Le Haut Conseil des finances publiques, qui fait l'objet du programme 340, a été créé suite à un amendement parlementaire du président de la commission des finances du Sénat, M. Philippe Marini. Toute modification relève donc par définition d'une loi organique. Les charges relatives à la gestion du Haut Conseil des finances publiques pourraient sans difficulté être absorbées par la Cour des comptes et le rattachement du programme 340 au programme 164 ne poserait aucun problème pour le Gouvernement si la représentation nationale en décidait ainsi.

Monsieur Dosière, vous avez rappelé que le Conseil d'État dispose d'un délai de trois mois pour se prononcer sur les lois de pays de la Polynésie, dont le nombre a considérablement augmenté. Cette institution s'efforce de respecter ces délais dans toute la mesure du possible, mais il est exact qu'ils ont parfois été dépassés – de quelques mois tout au plus –, du fait de la charge très importante que représentent pour le Conseil d'État les questions prioritaires de constitutionnalité et des arbitrages qui s'ensuivent entre les questions à traiter.

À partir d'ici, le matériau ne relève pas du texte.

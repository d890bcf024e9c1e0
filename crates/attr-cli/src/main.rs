use clap::Parser;
use tracing::Level;

mod cli;
mod commands;
mod config;

fn main() -> anyhow::Result<()> {
    let cli = cli::Cli::parse();
    let level = if cli.verbose { Level::DEBUG } else { Level::INFO };
    tracing_subscriber::fmt().with_max_level(level).init();
    commands::run_command(cli)
}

Plusieurs orateurs ont évoqué la réforme du droit d'asile et la situation de la Cour nationale du droit d'asile. Madame Bechtel a formulé sur ce point des observations justes et pertinentes. En 2012, la Cour a connu pour la quatrième année consécutive une hausse de 13,7 % des recours, qui ont atteint le chiffre de près de 36 400. Cette augmentation, supérieure à la demande d'asile elle-même, s'explique notamment par une nouvelle progression du taux de recours contre les décisions de rejet prises par l'OFPRA, qui a atteint 87 % en 2012. En dépit de cette tendance, le nombre d'affaires jugées par la Cour continue de croître, avec une augmentation de 8 % en 2012, soit 44,5 % d'affaires supplémentaires sur quatre ans, ce qui est considérable.

Grâce à un effort réalisé sous l'ancienne majorité, la Cour avait, en une seule année – entre 2010 et 2011 –, réduit de six mois les délais. Ces efforts ont été poursuivis et le délai prévisionnel de jugement s'établit aujourd'hui à huit mois et sept jours – contre, je le rappelle, quatorze mois et vingt-huit jours en 2009. La Cour se verra donner les moyens de ramener ce délai à six mois et demi en 2014, avec un objectif final de six mois en 2015. Ces observations n'enlèvent rien à la pertinence de celles de Mme Bechtel, qui correspondent aux préoccupations du Gouvernement. Comme vous le savez, nous avons confié à deux parlementaires, Mme Valérie Létard et M. Jean-Louis Touraine, une mission de réflexion sur les procédures et le rôle de la Cour nationale du droit d'asile. La situation actuelle n'est pas normale, car le droit d'asile doit être renforcé, rapide et efficace. Le taux de refus par l'OFPRA et la Cour nationale du droit d'asile montre bien que la procédure de demande d'asile est souvent engagée par des gens qui ne relèvent pas de l'exercice de ce droit constitutionnel. À partir de ce rapport, le ministre de l'intérieur fera des propositions en vue des objectifs rappelés par Mme Bechtel.

Monsieur Dosière, le Premier président de la Cour des comptes a prévu de renforcer d'une unité de magistrat et d'un assistant de vérification la chambre territoriale de Nouvelle-Calédonie.

Aujourd'hui, 35 % des magistrats de la Cour des comptes sont en poste à l'extérieur de la juridiction. Ce pourcentage est constant depuis plusieurs années. Les aller-retour entre le contrôle et l'administration sont sains pour le bon fonctionnement de la Cour, en vertu du principe selon lequel on contrôle mieux ce que l'on connaît bien. En échange, la Cour accueille aussi des fonctionnaires venant de l'extérieur.

Quant à la réserve parlementaire, permettez au ministre des relations avec le Parlement de ne pas répondre à une question qui échappe à sa compétence et à ses possibilités d'observation en raison du principe de séparation des pouvoirs.

L'indicateur 2.1 mesure les suites effectives données aux recommandations de la Cour des comptes. Le taux élevé qu'il affiche – 71 % en 2011 – s'explique par le fait que les juridictions sont soucieuses de formuler des recommandations opérationnelles et que les ordonnateurs sont conscients de ce que la Cour procédera à des vérifications. Le chiffre peut aussi tenir au fait que l'indicateur mesure les suites tant partielles que totales.